Anabela, aparece para substituir Zana, a
presença paliativa, força para tentar inverter a curva descendente. Todavia, o
homem não consegue iludir o leitor, visto que deixa escapar os sintomas da
solidão que o atravessa. Este painel e extremamente sóbrio e distante.
III-Painel
A
conclusão do tríptico, terceiro painel, inicia-se com uma só frase, numa página
em branco: “ Escrevo isto debaixo de um freixo que por acaso é um pinheiro
seco” pode considerar se um titulo a todo o painel, que desenha uma metáfora de
auto reflexividade literária, perfeitamente supérflua para a exegese do
derradeiro painel.
O
combate do eu/sociedade volta a estar novamente no centro do painel. Exige-se
mais do que nunca, aqui, ao leitor um esforço suplementar para enfrentar as
ideias fragmentárias que vão nascendo, no painel.
Constata-se,
neste ultimo painel, um ressurgimento de temas que consagram outros testos
anteriormente apresentados sob a forma de paródia.
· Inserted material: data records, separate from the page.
use crate::combat::ObjectId;
use crate::server::api::{self, ApiError, AppState, Ranking};

pub struct HttpResponse {
    pub status_code: u16,
    pub status_text: &'static str,
    pub content_type: &'static str,
    pub body: String,
}

impl HttpResponse {
    pub fn to_http_string(&self) -> String {
        format!(
            "HTTP/1.1 {} {}\r\nContent-Type: {}\r\nContent-Length: {}\r\nConnection: close\r\n\r\n{}",
            self.status_code,
            self.status_text,
            self.content_type,
            self.body.len(),
            self.body
        )
    }

    fn json(body: String) -> Self {
        HttpResponse {
            status_code: 200,
            status_text: "OK",
            content_type: "application/json",
            body,
        }
    }
}

const SUMMARIES_PREFIX: &str = "/api/summaries/";

pub fn route_request(state: &AppState, method: &str, path: &str, body: &str) -> HttpResponse {
    let (path, query) = path.split_once('?').unwrap_or((path, ""));
    match (method, path) {
        ("GET", "/api/health") => match api::health_payload() {
            Ok(payload) => HttpResponse::json(payload),
            Err(err) => error_response(500, "Internal Server Error", &err.to_string()),
        },
        ("GET", "/api/combatants") => match api::combatants_payload(state) {
            Ok(payload) => HttpResponse::json(payload),
            Err(err) => error_response(500, "Internal Server Error", &err.to_string()),
        },
        (method, path) if path.starts_with(SUMMARIES_PREFIX) => {
            let raw_owner = path.trim_start_matches(SUMMARIES_PREFIX).trim_end_matches('/');
            let Ok(owner) = raw_owner.parse::<ObjectId>() else {
                return error_response(
                    400,
                    "Bad Request",
                    &format!("Invalid owner id '{raw_owner}'"),
                );
            };
            match method {
                "GET" => {
                    let Some(ranking) = ranking_from_query(query) else {
                        return error_response(400, "Bad Request", "Unknown ranking");
                    };
                    api_response(api::summary_get_payload(state, owner, ranking))
                }
                "PUT" => api_response(api::summary_put_payload(state, owner, body)),
                "DELETE" => api_response(api::summary_delete_payload(state, owner)),
                _ => error_response(405, "Method Not Allowed", "Method not allowed"),
            }
        }
        _ => error_response(404, "Not Found", "Route not found"),
    }
}

fn ranking_from_query(query: &str) -> Option<Ranking> {
    query
        .split('&')
        .filter_map(|pair| pair.split_once('='))
        .find(|(key, _)| *key == "rank")
        .map_or(Some(Ranking::default()), |(_, value)| Ranking::parse(value))
}

fn api_response(result: Result<String, ApiError>) -> HttpResponse {
    match result {
        Ok(payload) => HttpResponse::json(payload),
        Err(err @ (ApiError::Parse(_) | ApiError::UnknownCombatant(_))) => {
            error_response(400, "Bad Request", &err.to_string())
        }
        Err(err) => {
            tracing::warn!(error = %err, "summary request failed");
            error_response(500, "Internal Server Error", &err.to_string())
        }
    }
}

fn error_response(status_code: u16, status_text: &'static str, message: &str) -> HttpResponse {
    HttpResponse {
        status_code,
        status_text,
        content_type: "application/json",
        body: format!(
            "{{\n  \"status\": \"error\",\n  \"message\": {}\n}}",
            serde_json::to_string(message).unwrap_or_else(|_| "\"Unknown error\"".to_string())
        ),
    }
}
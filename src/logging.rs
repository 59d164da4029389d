use anyhow::{Context, Result};
use tracing_subscriber::layer::SubscriberExt;
use tracing_subscriber::util::SubscriberInitExt;
use tracing_subscriber::{fmt, EnvFilter, Layer};

use crate::config::LoggingConfig;

/// Installs the global subscriber writing to stderr; stdout carries command
/// output. `RUST_LOG` wins over the configured level and `debug` forces the
/// debug level.
pub fn init_logging(config: &LoggingConfig, debug: bool) -> Result<()> {
    let level = if debug {
        tracing::Level::DEBUG
    } else {
        config.level.parse().context("Invalid log level")?
    };
    let filter = EnvFilter::try_from_default_env().unwrap_or_else(|_| EnvFilter::new(level.to_string()));

    let output = if config.json {
        fmt::layer().json().with_writer(std::io::stderr).boxed()
    } else {
        fmt::layer().with_writer(std::io::stderr).boxed()
    };

    tracing_subscriber::registry()
        .with(filter)
        .with(output)
        .try_init()
        .context("Failed to install tracing subscriber")?;
    Ok(())
}
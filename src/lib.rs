//! RPA runner: loads flow and task definitions, then drives them through the
//! scheduler against a pool of automation environments.

pub mod app;
pub mod config;
pub mod dryrun;
pub mod loader;
pub mod logging;
pub mod metrics;
pub mod state;

pub use app::{App, RunSummary, SubmitReport, TaskLine};
pub use config::{LoggingConfig, RunnerConfig};
pub use dryrun::{DryRunExecutor, LocalBrowserControl};
pub use loader::{load_flows, load_tasks, TaskFile};
pub use state::StateSnapshot;
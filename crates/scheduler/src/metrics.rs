use once_cell::sync::Lazy;
use prometheus::{core::Collector, IntCounter, IntCounterVec, IntGauge, Opts, Registry};
use tracing::error;

static TASKS_TOTAL: Lazy<IntCounterVec> = Lazy::new(|| {
    IntCounterVec::new(
        Opts::new("rpa_scheduler_tasks_total", "Tasks that reached a terminal status"),
        &["outcome"],
    )
    .unwrap()
});
static TASKS_RUNNING: Lazy<IntGauge> =
    Lazy::new(|| IntGauge::new("rpa_scheduler_running", "Tasks currently holding a worker slot").unwrap());
static TASKS_QUEUED: Lazy<IntGauge> =
    Lazy::new(|| IntGauge::new("rpa_scheduler_queued", "Pending tasks in the ready queue").unwrap());
static RETRIES_TOTAL: Lazy<IntCounter> = Lazy::new(|| {
    IntCounter::new("rpa_scheduler_retries_total", "Failed attempts re-queued for retry").unwrap()
});
static SUBMITTED_TOTAL: Lazy<IntCounter> =
    Lazy::new(|| IntCounter::new("rpa_scheduler_submitted_total", "Tasks accepted by submit or recover").unwrap());

fn register<C>(registry: &Registry, collector: C)
where
    C: Collector + Clone + Send + Sync + 'static,
{
    if let Err(err) = registry.register(Box::new(collector.clone())) {
        if !matches!(err, prometheus::Error::AlreadyReg) {
            error!(?err, "failed to register scheduler metric");
        }
    }
}

pub fn register_metrics(registry: &Registry) {
    register(registry, TASKS_TOTAL.clone());
    register(registry, TASKS_RUNNING.clone());
    register(registry, TASKS_QUEUED.clone());
    register(registry, RETRIES_TOTAL.clone());
    register(registry, SUBMITTED_TOTAL.clone());
}

pub(crate) fn record_submitted() {
    SUBMITTED_TOTAL.inc();
}

pub(crate) fn record_outcome(outcome: &str) {
    TASKS_TOTAL.with_label_values(&[outcome]).inc();
}

pub(crate) fn record_retry() {
    RETRIES_TOTAL.inc();
}

pub(crate) fn set_gauges(running: usize, queued: usize) {
    TASKS_RUNNING.set(running as i64);
    TASKS_QUEUED.set(queued as i64);
}

#[derive(Clone, Debug, Default, PartialEq, Eq)]
pub struct SchedulerMetricsSnapshot {
    pub submitted: u64,
    pub completed: u64,
    pub failed: u64,
    pub cancelled: u64,
    pub retries: u64,
    pub running: i64,
    pub queued: i64,
}

pub fn snapshot() -> SchedulerMetricsSnapshot {
    let outcome = |label: &str| TASKS_TOTAL.with_label_values(&[label]).get();
    SchedulerMetricsSnapshot {
        submitted: SUBMITTED_TOTAL.get(),
        completed: outcome("completed"),
        failed: outcome("failed"),
        cancelled: outcome("cancelled"),
        retries: RETRIES_TOTAL.get(),
        running: TASKS_RUNNING.get(),
        queued: TASKS_QUEUED.get(),
    }
}
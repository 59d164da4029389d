//! Flow validation and execution error types

use rpa_core_types::{ErrorClass, ErrorInfo, NodeId, RpaError};
use thiserror::Error;

/// Flow errors
#[derive(Debug, Error, Clone, PartialEq)]
pub enum FlowError {
    /// Flow structure rejected once per version
    #[error("Flow validation failed: {0}")]
    Validation(String),

    /// Node outcome was an error and the node has no error edge
    #[error("Node {node} failed ({class}): {message}")]
    ActionFailed {
        node: NodeId,
        class: ErrorClass,
        message: String,
    },

    /// Break or continue reached with an empty loop-control stack
    #[error("Node {0} is outside of any active loop")]
    NoActiveLoop(NodeId),

    /// Loop body entered more often than the flow allows
    #[error("Loop {node} exceeded maximum iterations: {limit}")]
    LoopLimitExceeded { node: NodeId, limit: u32 },

    /// Pointer references a node missing from the flow
    #[error("Unknown node: {0}")]
    UnknownNode(NodeId),
}

impl FlowError {
    /// Only action failures carry their own classification; structural
    /// problems are never worth retrying.
    pub fn class(&self) -> ErrorClass {
        match self {
            FlowError::ActionFailed { class, .. } => *class,
            _ => ErrorClass::Permanent,
        }
    }

    pub fn kind(&self) -> &'static str {
        match self {
            FlowError::Validation(_) => "flow_validation",
            FlowError::ActionFailed { .. } => "action_failed",
            FlowError::NoActiveLoop(_) => "no_active_loop",
            FlowError::LoopLimitExceeded { .. } => "loop_limit_exceeded",
            FlowError::UnknownNode(_) => "unknown_node",
        }
    }

    pub fn node(&self) -> Option<&NodeId> {
        match self {
            FlowError::ActionFailed { node, .. }
            | FlowError::NoActiveLoop(node)
            | FlowError::LoopLimitExceeded { node, .. }
            | FlowError::UnknownNode(node) => Some(node),
            FlowError::Validation(_) => None,
        }
    }

    pub fn to_info(&self) -> ErrorInfo {
        let message = match self {
            FlowError::ActionFailed { message, .. } => message.clone(),
            other => other.to_string(),
        };
        ErrorInfo::new(self.class(), self.kind(), message).at_node(self.node().cloned())
    }
}

impl From<FlowError> for RpaError {
    fn from(err: FlowError) -> Self {
        match err {
            FlowError::ActionFailed { class, message, .. } => RpaError::ActionFailed { class, message },
            FlowError::NoActiveLoop(_) => RpaError::NoActiveLoop,
            FlowError::Validation(message) => RpaError::FlowValidation(message),
            other => RpaError::FlowValidation(other.to_string()),
        }
    }
}
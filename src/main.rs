//! RPA runner command line.

use std::path::{Path, PathBuf};
use std::sync::Arc;
use std::time::Duration;

use anyhow::{bail, Context, Result};
use clap::{Args, Parser, Subcommand};
use rpa_progress::{to_mpsc, EventKind};
use rpa_runner::{
    load_flows, load_tasks, logging, metrics, App, DryRunExecutor, LocalBrowserControl, RunSummary, RunnerConfig,
    StateSnapshot,
};
use serde::Serialize;
use tracing::{info, warn};

/// Schedules RPA flows across isolated automation environments
#[derive(Parser)]
#[command(author, version, about, long_about = None)]
#[command(propagate_version = true)]
struct Cli {
    /// Configuration file path
    #[arg(short, long, value_name = "FILE")]
    config: Option<PathBuf>,

    /// Log level, overrides the configured one
    #[arg(short, long)]
    log_level: Option<String>,

    /// Enable debug mode
    #[arg(short, long)]
    debug: bool,

    /// Emit logs as JSON lines
    #[arg(long)]
    json_logs: bool,

    /// Output format
    #[arg(short, long, default_value = "human")]
    output: OutputFormat,

    #[command(subcommand)]
    command: Commands,
}

#[derive(Clone, Copy, Debug, clap::ValueEnum)]
enum OutputFormat {
    Human,
    Json,
    Yaml,
}

#[derive(Subcommand)]
enum Commands {
    /// Check flow files without running anything
    Validate {
        /// Flow files or directories
        #[arg(required = true)]
        paths: Vec<PathBuf>,
    },

    /// Run a batch of tasks until the queue drains or Ctrl-C
    Run(RunArgs),

    /// Show the tasks saved in a state file
    Inspect {
        #[arg(long, value_name = "FILE")]
        state_file: PathBuf,
    },
}

#[derive(Args)]
struct RunArgs {
    /// Flow files or directories
    #[arg(long = "flows", required = true, num_args = 1..)]
    flows: Vec<PathBuf>,

    /// Task file with the environments and tasks to submit
    #[arg(long, value_name = "FILE")]
    tasks: PathBuf,

    /// Recover unfinished tasks from this file and save them back on exit
    #[arg(long, value_name = "FILE")]
    state_file: Option<PathBuf>,

    #[arg(long)]
    max_concurrent: Option<usize>,

    /// How long a task waits for its environment, e.g. `30s`
    #[arg(long, value_parser = humantime::parse_duration)]
    lease_timeout: Option<Duration>,

    /// How long running tasks get to reach a node boundary on shutdown
    #[arg(long, value_parser = humantime::parse_duration, default_value = "10s")]
    shutdown_grace: Duration,

    /// Write the recorded progress events here on exit
    #[arg(long, value_name = "FILE")]
    events: Option<PathBuf>,

    /// Write Prometheus metrics here on exit
    #[arg(long, value_name = "FILE")]
    metrics: Option<PathBuf>,

    /// Do not print live status changes
    #[arg(short, long)]
    quiet: bool,
}

#[tokio::main]
async fn main() -> Result<()> {
    let cli = Cli::parse();

    let mut config = RunnerConfig::load(cli.config.as_deref()).await?;
    if let Some(level) = &cli.log_level {
        config.logging.level = level.clone();
    }
    if cli.json_logs {
        config.logging.json = true;
    }
    logging::init_logging(&config.logging, cli.debug)?;
    metrics::register_metrics();

    match cli.command {
        Commands::Validate { paths } => cmd_validate(&paths, cli.output).await,
        Commands::Run(args) => cmd_run(config, args, cli.output).await,
        Commands::Inspect { state_file } => cmd_inspect(&state_file, cli.output),
    }
}

async fn cmd_validate(paths: &[PathBuf], output: OutputFormat) -> Result<()> {
    #[derive(Serialize)]
    struct Checked {
        file: PathBuf,
        flow: String,
        #[serde(skip_serializing_if = "Option::is_none")]
        error: Option<String>,
    }

    let flows = load_flows(paths).await?;
    if flows.is_empty() {
        bail!("no flow files found");
    }
    let checked: Vec<Checked> = flows
        .into_iter()
        .map(|(file, flow)| Checked {
            file,
            flow: flow.id.to_string(),
            error: rpa_flow::validate(&flow).err().map(|err| err.to_string()),
        })
        .collect();

    match output {
        OutputFormat::Human => {
            for item in &checked {
                match &item.error {
                    None => println!("ok      {} ({})", item.flow, item.file.display()),
                    Some(err) => println!("invalid {} ({}): {err}", item.flow, item.file.display()),
                }
            }
        }
        format => print_structured(&checked, format)?,
    }

    let invalid = checked.iter().filter(|item| item.error.is_some()).count();
    if invalid > 0 {
        bail!("{invalid} of {} flows are invalid", checked.len());
    }
    Ok(())
}

async fn cmd_run(mut config: RunnerConfig, args: RunArgs, output: OutputFormat) -> Result<()> {
    if let Some(max) = args.max_concurrent {
        config.scheduler.max_concurrent = max;
    }
    if let Some(timeout) = args.lease_timeout {
        config.scheduler.lease_timeout_ms = timeout.as_millis() as u64;
    }

    let control = LocalBrowserControl::new();
    let mut app = App::build(&config, control.clone(), Arc::new(DryRunExecutor::new()));

    let flows = load_flows(&args.flows).await?;
    let registered = app.register_flows(flows)?;
    let task_file = load_tasks(&args.tasks).await?;
    app.register_environments(task_file.environments);
    info!(flows = registered, tasks = task_file.tasks.len(), "definitions loaded");

    if let Some(path) = &args.state_file {
        if let Some(snapshot) = StateSnapshot::load(path)? {
            let report = app.scheduler.recover(snapshot.tasks);
            info!(
                recovered = report.recovered.len(),
                rejected = report.rejected.len(),
                "state file replayed"
            );
        }
    }
    let submitted = app.submit_all(task_file.tasks)?;
    info!(
        submitted = submitted.submitted.len(),
        skipped = submitted.skipped.len(),
        "tasks queued"
    );

    let printer = (!args.quiet).then(|| {
        let mut rx = to_mpsc(app.bus.clone(), 256);
        tokio::spawn(async move {
            while let Some(event) = rx.recv().await {
                if event.kind != EventKind::Status {
                    continue;
                }
                let node = event.current_node.map(|node| node.to_string()).unwrap_or_default();
                match &event.error {
                    Some(err) => eprintln!(
                        "[{}#{}] {} {}% {node} {}: {}",
                        event.task_id,
                        event.seq,
                        event.status.as_str(),
                        event.progress,
                        err.kind,
                        err.message
                    ),
                    None => eprintln!(
                        "[{}#{}] {} {}% {node}",
                        event.task_id,
                        event.seq,
                        event.status.as_str(),
                        event.progress
                    ),
                }
            }
        })
    });

    app.start().await;
    tokio::select! {
        _ = app.scheduler.wait_idle() => info!("queue drained"),
        signal = tokio::signal::ctrl_c() => {
            signal.context("listening for Ctrl-C")?;
            warn!("interrupted, pausing running tasks");
        }
    }
    let still_running = app.stop(args.shutdown_grace).await;
    if still_running > 0 {
        warn!(still_running, "tasks did not reach a node boundary before the grace period ended");
    }
    if let Some(printer) = printer {
        printer.abort();
    }

    if let Some(path) = &args.state_file {
        StateSnapshot::new(app.scheduler.export_recoverable()).save(path)?;
    }
    if let Some(path) = &args.events {
        app.events
            .write_snapshot(path)
            .with_context(|| format!("writing events to {}", path.display()))?;
    }
    if let Some(path) = &args.metrics {
        write_metrics(path)?;
    }

    let summary = app.summary();
    print_summary(&summary, output)?;
    info!(
        instances_created = control.created(),
        instances_destroyed = control.destroyed(),
        "run finished"
    );
    if summary.has_failures() {
        bail!("{} task(s) failed", summary.failed);
    }
    Ok(())
}

fn cmd_inspect(path: &Path, output: OutputFormat) -> Result<()> {
    let Some(snapshot) = StateSnapshot::load(path)? else {
        bail!("no state file at {}", path.display());
    };
    match output {
        OutputFormat::Human => {
            println!(
                "{} task(s) saved at {}",
                snapshot.tasks.len(),
                snapshot.saved_at.to_rfc3339()
            );
            for record in &snapshot.tasks {
                let node = record
                    .execution
                    .pointer
                    .as_ref()
                    .map(|node| node.to_string())
                    .unwrap_or_else(|| "-".to_string());
                println!(
                    "{:<38} {:<8} flow={} env={} node={} progress={}% retries={}/{}",
                    record.id.to_string(),
                    record.status.as_str(),
                    record.flow,
                    record.environment,
                    node,
                    record.progress,
                    record.retry_count,
                    record.max_retries
                );
            }
        }
        format => print_structured(&snapshot, format)?,
    }
    Ok(())
}

fn print_summary(summary: &RunSummary, output: OutputFormat) -> Result<()> {
    match output {
        OutputFormat::Human => {
            for task in &summary.tasks {
                let label = task.name.as_deref().unwrap_or("");
                match &task.error {
                    Some(err) => println!(
                        "{:<38} {:<10} {:>3}% retries={} {label} ({err})",
                        task.id.to_string(),
                        task.status.as_str(),
                        task.progress,
                        task.retries
                    ),
                    None => println!(
                        "{:<38} {:<10} {:>3}% retries={} {label}",
                        task.id.to_string(),
                        task.status.as_str(),
                        task.progress,
                        task.retries
                    ),
                }
            }
            println!(
                "completed={} failed={} cancelled={} paused={} pending={}",
                summary.completed, summary.failed, summary.cancelled, summary.paused, summary.pending
            );
            Ok(())
        }
        format => print_structured(summary, format),
    }
}

fn print_structured<T: Serialize>(value: &T, format: OutputFormat) -> Result<()> {
    let text = match format {
        OutputFormat::Yaml => serde_yaml::to_string(value)?,
        _ => serde_json::to_string_pretty(value)?,
    };
    println!("{text}");
    Ok(())
}

fn write_metrics(path: &Path) -> Result<()> {
    let text = metrics::encode_text()?;
    std::fs::write(path, text).with_context(|| format!("writing metrics to {}", path.display()))
}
Agora, com pinceladas leves,
a condição da mulher, o Estado, a justiça, as condições e desigualdades
sociais, a imbecilidade da opulência, marcam presença. Neste terceiro painel, o
narrador foge do nexo para apalpar a realidade, procurando transmitir a sua
ausência na realidade. Estas reflexões são espelhos da realidade.